--- ASSIGNMENT ---
The reply has to contain each record exactly as written.

___ DATASET RECORDS ___

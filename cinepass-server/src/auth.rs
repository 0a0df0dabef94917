use axum::{
    async_trait, debug_handler,
    extract::{FromRef, FromRequestParts, State},
    http::{header, request::Parts, StatusCode},
    routing::{get, post},
    Json,
};
use cinepass_core::{Credentials, NewPlainUser, SessionData, UserData};

use crate::{
    errors::{ServerError, ServerResult},
    schemas::{LoginSchema, RegisterSchema, ValidatedJson},
    serialized::{LoginResult, ToSerialized, User},
    Router, ServerContext,
};

/// Wraps [SessionData] so [FromRequestParts] can be implemented for it
pub struct Session(SessionData);

impl Session {
    /// Returns the user of the session
    pub fn user(&self) -> UserData {
        self.0.user.clone()
    }

    /// Returns the bearer token of the session
    pub fn token(&self) -> String {
        self.0.token.clone()
    }
}

#[async_trait]
impl FromRequestParts<ServerContext> for Session {
    type Rejection = ServerError;

    async fn from_request_parts(
        parts: &mut Parts,
        state: &ServerContext,
    ) -> Result<Self, Self::Rejection> {
        let context = ServerContext::from_ref(state);

        let token = parts
            .headers
            .get(header::AUTHORIZATION)
            .and_then(|x| x.to_str().ok())
            .ok_or(ServerError::Unauthenticated)?;

        let parts: Vec<_> = token.split_ascii_whitespace().collect();

        if parts.first() != Some(&"Bearer") {
            return Err(ServerError::Unauthenticated);
        }

        let token = parts.last().cloned().unwrap_or_default();

        let session = context
            .cinepass
            .auth
            .session(token)
            .await
            .map_err(|_| ServerError::Unauthenticated)?;

        Ok(Self(session))
    }
}

/// An authenticated user with the admin flag set. Admin-only routes take
/// this instead of [Session]
pub struct Admin(pub UserData);

#[async_trait]
impl FromRequestParts<ServerContext> for Admin {
    type Rejection = ServerError;

    async fn from_request_parts(
        parts: &mut Parts,
        state: &ServerContext,
    ) -> Result<Self, Self::Rejection> {
        let session = Session::from_request_parts(parts, state).await?;
        let user = session.user();

        if !user.is_admin {
            return Err(ServerError::AdminRequired);
        }

        Ok(Self(user))
    }
}

#[utoipa::path(
    post,
    path = "/register",
    tag = "auth",
    request_body = RegisterSchema,
    responses(
        (status = 201, body = User)
    )
)]
async fn register(
    State(context): State<ServerContext>,
    ValidatedJson(body): ValidatedJson<RegisterSchema>,
) -> ServerResult<(StatusCode, Json<User>)> {
    let user = context
        .cinepass
        .auth
        .register(NewPlainUser {
            username: body.username,
            password: body.password,
            display_name: body.display_name,
        })
        .await?;

    Ok((StatusCode::CREATED, Json(user.to_serialized())))
}

#[utoipa::path(
    post,
    path = "/login",
    tag = "auth",
    request_body = LoginSchema,
    responses(
        (status = 200, body = LoginResult)
    )
)]
async fn login(
    State(context): State<ServerContext>,
    ValidatedJson(body): ValidatedJson<LoginSchema>,
) -> ServerResult<Json<LoginResult>> {
    let session = context
        .cinepass
        .auth
        .login(Credentials {
            username: body.username,
            password: body.password,
        })
        .await?;

    Ok(Json(session.to_serialized()))
}

#[utoipa::path(
    post,
    path = "/logout",
    tag = "auth",
    security(
        ("BearerAuth" = [])
    ),
    responses(
        (status = 200, description = "The session was deleted")
    )
)]
async fn logout(
    session: Session,
    State(context): State<ServerContext>,
) -> ServerResult<Json<serde_json::Value>> {
    context.cinepass.auth.logout(&session.token()).await?;

    Ok(Json(serde_json::json!({
        "message": "Logged out successfully"
    })))
}

#[utoipa::path(
    get,
    path = "/user",
    tag = "auth",
    security(
        ("BearerAuth" = [])
    ),
    responses(
        (status = 200, body = User)
    )
)]
#[debug_handler(state = ServerContext)]
async fn user(session: Session) -> Json<User> {
    Json(session.user().to_serialized())
}

pub fn router() -> Router {
    Router::new()
        .route("/register", post(register))
        .route("/login", post(login))
        .route("/logout", post(logout))
        .route("/user", get(user))
}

___

--- EXPECTED ANSWER ---
filename cinepass-server/src/auth.rs
repository 0a0df0dabef94917
use axum::{
    async_trait, debug_handler,
    extract::{FromRef, FromRequestParts, State},
    http::{header, request::Parts, StatusCode},
    routing::{get, post},
    Json,
};
use cinepass_core::{Credentials, NewPlainUser, SessionData, UserData};

use crate::{
    errors::{ServerError, ServerResult},
    schemas::{LoginSchema, RegisterSchema, ValidatedJson},
    serialized::{LoginResult, ToSerialized, User},
    Router, ServerContext,
};

/// Wraps [SessionData] so [FromRequestParts] can be implemented for it
pub struct Session(SessionData);

impl Session {
    /// Returns the user of the session
    pub fn user(&self) -> UserData {
        self.0.user.clone()
    }

    /// Returns the bearer token of the session
    pub fn token(&self) -> String {
        self.0.token.clone()
    }
}

#[async_trait]
impl FromRequestParts<ServerContext> for Session {
    type Rejection = ServerError;

    async fn from_request_parts(
        parts: &mut Parts,
        state: &ServerContext,
    ) -> Result<Self, Self::Rejection> {
        let context = ServerContext::from_ref(state);

        let token = parts
            .headers
            .get(header::AUTHORIZATION)
            .and_then(|x| x.to_str().ok())
            .ok_or(ServerError::Unauthenticated)?;

        let parts: Vec<_> = token.split_ascii_whitespace().collect();

        if parts.first() != Some(&"Bearer") {
            return Err(ServerError::Unauthenticated);
        }

        let token = parts.last().cloned().unwrap_or_default();

        let session = context
            .cinepass
            .auth
            .session(token)
            .await
            .map_err(|_| ServerError::Unauthenticated)?;

        Ok(Self(session))
    }
}

/// An authenticated user with the admin flag set. Admin-only routes take
/// this instead of [Session]
pub struct Admin(pub UserData);

#[async_trait]
impl FromRequestParts<ServerContext> for Admin {
    type Rejection = ServerError;

    async fn from_request_parts(
        parts: &mut Parts,
        state: &ServerContext,
    ) -> Result<Self, Self::Rejection> {
        let session = Session::from_request_parts(parts, state).await?;
        let user = session.user();

        if !user.is_admin {
            return Err(ServerError::AdminRequired);
        }

        Ok(Self(user))
    }
}

#[utoipa::path(
    post,
    path = "/register",
    tag = "auth",
    request_body = RegisterSchema,
    responses(
        (status = 201, body = User)
    )
)]
async fn register(
    State(context): State<ServerContext>,
    ValidatedJson(body): ValidatedJson<RegisterSchema>,
) -> ServerResult<(StatusCode, Json<User>)> {
    let user = context
        .cinepass
        .auth
        .register(NewPlainUser {
            username: body.username,
            password: body.password,
            display_name: body.display_name,
        })
        .await?;

    Ok((StatusCode::CREATED, Json(user.to_serialized())))
}

#[utoipa::path(
    post,
    path = "/login",
    tag = "auth",
    request_body = LoginSchema,
    responses(
        (status = 200, body = LoginResult)
    )
)]
async fn login(
    State(context): State<ServerContext>,
    ValidatedJson(body): ValidatedJson<LoginSchema>,
) -> ServerResult<Json<LoginResult>> {
    let session = context
        .cinepass
        .auth
        .login(Credentials {
            username: body.username,
            password: body.password,
        })
        .await?;

    Ok(Json(session.to_serialized()))
}

#[utoipa::path(
    post,
    path = "/logout",
    tag = "auth",
    security(
        ("BearerAuth" = [])
    ),
    responses(
        (status = 200, description = "The session was deleted")
    )
)]
async fn logout(
    session: Session,
    State(context): State<ServerContext>,
) -> ServerResult<Json<serde_json::Value>> {
    context.cinepass.auth.logout(&session.token()).await?;

    Ok(Json(serde_json::json!({
        "message": "Logged out successfully"
    })))
}

#[utoipa::path(
    get,
    path = "/user",
    tag = "auth",
    security(
        ("BearerAuth" = [])
    ),
    responses(
        (status = 200, body = User)
    )
)]
#[debug_handler(state = ServerContext)]
async fn user(session: Session) -> Json<User> {
    Json(session.user().to_serialized())
}

pub fn router() -> Router {
    Router::new()
        .route("/register", post(register))
        .route("/login", post(login))
        .route("/logout", post(logout))
        .route("/user", get(user))
}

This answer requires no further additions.